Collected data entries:
-- Opening Marker --

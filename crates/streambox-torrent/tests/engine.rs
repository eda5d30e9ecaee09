//! End-to-end engine tests against scripted and simulated backends.

use std::sync::Arc;
use std::time::Duration;

use streambox_test_support::{SAMPLE_MAGNET, ScriptedSessionFactory, media_listing};
use streambox_torrent::{DownloadEngine, READY_THRESHOLD_PERCENT, SimSessionFactory};
use streambox_torrent_core::{
    DownloadState, EngineFault, EngineStatus, SessionEvent, SessionStats,
};

const SAVE_DIR: &str = "/tmp/streambox-it";

fn stats(percent: u64) -> SessionEvent {
    SessionEvent::Stats(SessionStats {
        bytes_downloaded: percent * 10,
        bytes_total: 1_000,
        download_bps: 500_000,
        seeds: 4,
        peers: 9,
    })
}

async fn wait_for(
    engine: &DownloadEngine,
    pred: impl Fn(&EngineStatus) -> bool,
) -> EngineStatus {
    for _ in 0..300 {
        let status = engine.status();
        if pred(&status) {
            return status;
        }
        tokio::time::sleep(Duration::from_millis(100)).await;
    }
    panic!("condition never reached; last status: {:?}", engine.status());
}

#[tokio::test(start_paused = true)]
async fn invalid_magnet_faults_without_spawning_a_worker() {
    let factory = Arc::new(ScriptedSessionFactory::new(vec![]));
    let engine = DownloadEngine::new(factory.clone());

    engine.start("https://example.com/movie.torrent", SAVE_DIR).await;

    let status = engine.status();
    assert_eq!(status.state, DownloadState::Error);
    assert_eq!(status.last_error, Some(EngineFault::InvalidInput));
    assert!(factory.log().jobs.is_empty());
}

#[tokio::test(start_paused = true)]
async fn streams_largest_file_sequentially_until_ready() {
    let factory = Arc::new(ScriptedSessionFactory::new(vec![
        vec![SessionEvent::MetadataResolved {
            files: media_listing(),
        }],
        vec![stats(2)],
        vec![stats(6)],
    ]));
    let engine = DownloadEngine::new(factory.clone());

    engine.start(SAMPLE_MAGNET, SAVE_DIR).await;
    let status = wait_for(&engine, |s| s.state == DownloadState::Ready).await;

    assert!(status.progress >= READY_THRESHOLD_PERCENT);
    assert_eq!(status.seeds, 4);
    assert_eq!(status.peers, 9);
    let path = status.video_path.as_deref().unwrap();
    assert!(path.starts_with(SAVE_DIR));
    assert!(path.ends_with("feature.mkv"));

    let log = factory.log();
    assert_eq!(log.jobs.len(), 1);
    assert_eq!(log.focused, vec![1], "largest file must be focused");
    assert_eq!(log.sequential, vec![true]);
}

#[tokio::test(start_paused = true)]
async fn stays_downloading_below_ready_threshold() {
    let factory = Arc::new(ScriptedSessionFactory::new(vec![
        vec![SessionEvent::MetadataResolved {
            files: media_listing(),
        }],
        vec![stats(2)],
    ]));
    let engine = DownloadEngine::new(factory);

    engine.start(SAMPLE_MAGNET, SAVE_DIR).await;
    let status = wait_for(&engine, |s| s.progress == 2).await;

    assert_eq!(status.state, DownloadState::Downloading);
}

#[tokio::test(start_paused = true)]
async fn ready_never_reverts_to_downloading() {
    let factory = Arc::new(ScriptedSessionFactory::new(vec![
        vec![SessionEvent::MetadataResolved {
            files: media_listing(),
        }],
        vec![stats(6)],
        vec![stats(2)],
    ]));
    let engine = DownloadEngine::new(factory);

    engine.start(SAMPLE_MAGNET, SAVE_DIR).await;
    wait_for(&engine, |s| s.state == DownloadState::Ready).await;
    let status = wait_for(&engine, |s| s.progress == 2).await;

    assert_eq!(status.state, DownloadState::Ready, "ready latch is one-way");
    assert!(status.video_path.is_some());
}

#[tokio::test(start_paused = true)]
async fn backend_fault_publishes_error_and_releases_job() {
    let factory = Arc::new(ScriptedSessionFactory::new(vec![
        vec![SessionEvent::MetadataResolved {
            files: media_listing(),
        }],
        vec![SessionEvent::Faulted {
            message: "tracker timeout".to_string(),
        }],
    ]));
    let engine = DownloadEngine::new(factory.clone());

    engine.start(SAMPLE_MAGNET, SAVE_DIR).await;
    let status = wait_for(&engine, |s| s.state == DownloadState::Error).await;

    assert_eq!(status.last_error, Some(EngineFault::ResolutionFailed));
    assert!(status.video_path.is_none());
    assert_eq!(factory.log().removed, 1);
}

#[tokio::test(start_paused = true)]
async fn open_failure_reports_resource_unavailable() {
    let factory = Arc::new(ScriptedSessionFactory::new(vec![]).with_fail_open());
    let engine = DownloadEngine::new(factory);

    engine.start(SAMPLE_MAGNET, SAVE_DIR).await;
    let status = wait_for(&engine, |s| s.state == DownloadState::Error).await;

    assert_eq!(status.last_error, Some(EngineFault::ResourceUnavailable));
}

#[tokio::test(start_paused = true)]
async fn rejected_add_reports_resolution_failure() {
    let factory = Arc::new(ScriptedSessionFactory::new(vec![]).with_fail_add());
    let engine = DownloadEngine::new(factory.clone());

    engine.start(SAMPLE_MAGNET, SAVE_DIR).await;
    let status = wait_for(&engine, |s| s.state == DownloadState::Error).await;

    assert_eq!(status.last_error, Some(EngineFault::ResolutionFailed));
    let log = factory.log();
    assert!(log.jobs.is_empty());
    assert_eq!(log.removed, 1, "backend must still be released");
}

#[tokio::test(start_paused = true)]
async fn stop_joins_the_worker_and_resets_to_idle() {
    let dir = tempfile::tempdir().unwrap();
    let engine = DownloadEngine::new(Arc::new(SimSessionFactory::default()));

    engine.start(SAMPLE_MAGNET, dir.path()).await;
    wait_for(&engine, |s| s.state == DownloadState::Ready).await;
    assert!(engine.file_path().is_some());

    engine.stop().await;
    let status = engine.status();
    assert_eq!(status.state, DownloadState::Idle);
    assert_eq!(status.progress, 0);
    assert!(status.video_path.is_none());
    assert!(engine.file_path().is_none());
}

#[tokio::test(start_paused = true)]
async fn restart_replaces_the_previous_job() {
    let factory = Arc::new(ScriptedSessionFactory::new(vec![
        vec![SessionEvent::MetadataResolved {
            files: media_listing(),
        }],
        vec![stats(6)],
    ]));
    let engine = DownloadEngine::new(factory.clone());

    engine.start(SAMPLE_MAGNET, SAVE_DIR).await;
    wait_for(&engine, |s| s.state == DownloadState::Ready).await;

    engine.start(SAMPLE_MAGNET, SAVE_DIR).await;
    wait_for(&engine, |s| s.state == DownloadState::Ready).await;
    engine.stop().await;

    let log = factory.log();
    assert_eq!(log.jobs.len(), 2);
    assert_eq!(log.removed, 2);
}

#[tokio::test(start_paused = true)]
async fn stop_clears_a_latched_invalid_magnet_error() {
    let factory = Arc::new(ScriptedSessionFactory::new(vec![]));
    let engine = DownloadEngine::new(factory);

    engine.start("not-a-magnet", SAVE_DIR).await;
    assert_eq!(engine.status().state, DownloadState::Error);

    engine.stop().await;
    let status = engine.status();
    assert_eq!(status.state, DownloadState::Idle);
    assert!(status.last_error.is_none());
}

#[tokio::test(start_paused = true)]
async fn stop_without_a_job_is_a_no_op() {
    let engine = DownloadEngine::new(Arc::new(SimSessionFactory::default()));
    engine.stop().await;
    assert_eq!(engine.status().state, DownloadState::Idle);
}
/*
 * Filmstrip Version 0.1.0
 */

mod app;
mod utils;

fn main() {
    use std::path::Path;
    use std::time::SystemTime;
    use log::{warn, LevelFilter};
    use chrono::{DateTime, Utc};
    use app::FilmstripApp;

    // Name the log file after the current timestamp.
    let datetime: DateTime<Utc> = SystemTime::now().into();
    let date_str = datetime.format("%F");
    let time_str = datetime.format("%H-%M-%S");
    let log_dir = format!("./logs/{}", date_str);
    let log_file = format!(
        "{}/log-{}-{}.txt",
        log_dir,
        date_str,
        time_str
    );

    // Check for log directory, create it if it doesn't exist.
    if !Path::exists(Path::new(&log_dir)) {
        if let Err(e) = std::fs::create_dir_all(log_dir) {
            warn!("Log directory could not be found or created: {}", e)
        }
    }

    if let Err(e) = simple_logging::log_to_file(log_file, LevelFilter::Info) {
        simple_logging::log_to_stderr(LevelFilter::Info);
        warn!("Failed to setup log file. Logging to stderr instead: {}", e);
    };

    // Run Filmstrip
    match iced::daemon(FilmstripApp::title, FilmstripApp::update, FilmstripApp::view)
        .subscription(FilmstripApp::subscription)
        .run_with(FilmstripApp::new)
    {
        Ok(_) => println!("That's a wrap!"),
        Err(e) => eprintln!("{}", e)
    }
}
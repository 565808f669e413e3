use std::fmt::Display;

use iced::Task;

use crate::app::FilmstripInstance;
use crate::app::instance::settings::LoadMode;
use crate::utils::format_offset;

use super::{FilmstripPage, Navigation, Msg};

// Playback offsets the capture offset pick list offers.
const OFFSET_CHOICES: [u64; 5] = [15, 30, 60, 120, 300];

// Wrapper for u64, so the pick list can show offsets as timestamps.
#[derive(PartialEq, Eq, Clone)]
struct OffsetChoice {
    secs: u64
}

impl OffsetChoice {
    fn new(secs: u64) -> Self {
        Self { secs }
    }
}

impl Display for OffsetChoice {
    fn fmt(&self, f: &mut std::fmt::Formatter<'_>) -> std::fmt::Result {
        write!(f, "{}", format_offset(self.secs, self.secs >= 3600))
    }
}

// Page that allows users to modify Filmstrip settings.
pub (crate) struct SettingsPage;

impl FilmstripPage for SettingsPage {
    fn update(&mut self, _instance: &mut FilmstripInstance, message: Msg) -> (Task<Msg>, Navigation) {
        if let Msg::Back = message {
            return (Task::none(), Navigation::Back);
        }

        (Task::none(), Navigation::None)
    }

    fn view(&self, instance: &FilmstripInstance) -> iced::Element<Msg> {
        use iced::widget::{column, row, Text, PickList, Button, Tooltip, Container};
        use iced::widget::tooltip::Position;
        use iced::widget::container;
        use iced::font::{Font, Weight};
        use super::FillElement;

        column![

            // Thumbnail options
            column![
                Text::new("Thumbnails").font(Font {
                    weight: Weight::Bold,
                    ..Default::default()
                }).size(24),
                row![
                    Tooltip::new(
                        Text::new("Load mode"),
                        Container::new(
                            Text::new(
                                "Blocking grabs frames on the UI thread, freezing the window.\n\
                                Concurrent grabs them in the background, one task per row."
                            )
                        ).style(
                            |e: &iced::Theme| container::Style {
                                background: Some(iced::Background::Color(e.palette().primary)),
                                border: iced::Border {
                                    color: iced::Color::BLACK,
                                    width: 2.5,
                                    radius: iced::border::Radius::new(10)
                                },
                                ..Default::default()
                            }
                        ).padding(10),
                        Position::default()
                    ),
                    PickList::new(
                        LoadMode::ALL,
                        Some(instance.settings().load_mode()),
                        Msg::SetLoadMode
                    )
                ].spacing(10),
                row![
                    Tooltip::new(
                        Text::new("Capture offset"),
                        Container::new(
                            Text::new(
                                "How far into each video the still frame is taken."
                            )
                        ).style(
                            |e: &iced::Theme| container::Style {
                                background: Some(iced::Background::Color(e.palette().primary)),
                                border: iced::Border {
                                    color: iced::Color::BLACK,
                                    width: 2.5,
                                    radius: iced::border::Radius::new(10)
                                },
                                ..Default::default()
                            }
                        ).padding(10),
                        Position::default()
                    ),
                    PickList::new(
                        OFFSET_CHOICES
                            .iter()
                            .map(|secs| OffsetChoice::new(*secs))
                            .collect::<Vec<_>>(),
                        Some(OffsetChoice::new(instance.settings().capture_offset())),
                        |choice| Msg::SetCaptureOffset(choice.secs)
                    )
                ].spacing(10)
            ].align_x(iced::Alignment::Center).spacing(10),

            Button::new("Back").on_press(Msg::Back)
        ].spacing(25).align_x(iced::Alignment::Center).fill()
    }

    fn subscription(&self, _instance: &FilmstripInstance) -> iced::Subscription<Msg> {
        iced::Subscription::none()
    }
}
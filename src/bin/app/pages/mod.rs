mod main_menu;
mod settings_page;
mod thumbnail_list_page;

use iced::{Element, Length, Subscription, Task};

use super::instance::FilmstripInstance;

pub (crate) use self::{
    main_menu::{MainMenuMessage, MainMenu},
    thumbnail_list_page::ThumbnailListMessage
};

type Msg = crate::app::FilmstripMessage;

// Companion to Messages, used to redirect to different pages.
pub (crate) enum Navigation {
    GoTo(Box<dyn FilmstripPage>),
    Back,
    None
}

// Allows pages to interact with the Iced update/render loops
pub (crate) trait FilmstripPage {
    fn update(&mut self, instance: &mut FilmstripInstance, message: Msg) -> (Task<Msg>, Navigation);
    fn view(&self, instance: &FilmstripInstance) -> Element<Msg>;
    fn subscription(&self, instance: &FilmstripInstance) -> Subscription<Msg>;
}

// Convenience trait for expanding UI elements to fit the whole screen.
trait FillElement<'a, T> {
    fn fill(self) -> Element<'a, Msg>;
}

impl <'a, T> FillElement<'a, T> for T where T: Into<Element<'a, Msg>> {
    fn fill(self) -> Element<'a, Msg> {
        iced::widget::Container::new(self)
            .center(Length::Fill)
            .into()
    }
}

// Convenience trait for optional messages
trait ConditionalMessage {
    fn on_condition(self, condition: bool) -> Option<Msg> where Self: Into<Msg> {
        if condition {
            Some(self.into())
        }
        else {
            None
        }
    }
}

impl ConditionalMessage for Msg {}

-- Closing Marker --

[TASK TO CARRY OUT] From the entries above, work out how many lines include "FilmstripInstance"; the number is the only answer wanted.

[ANSWER SPACE] 8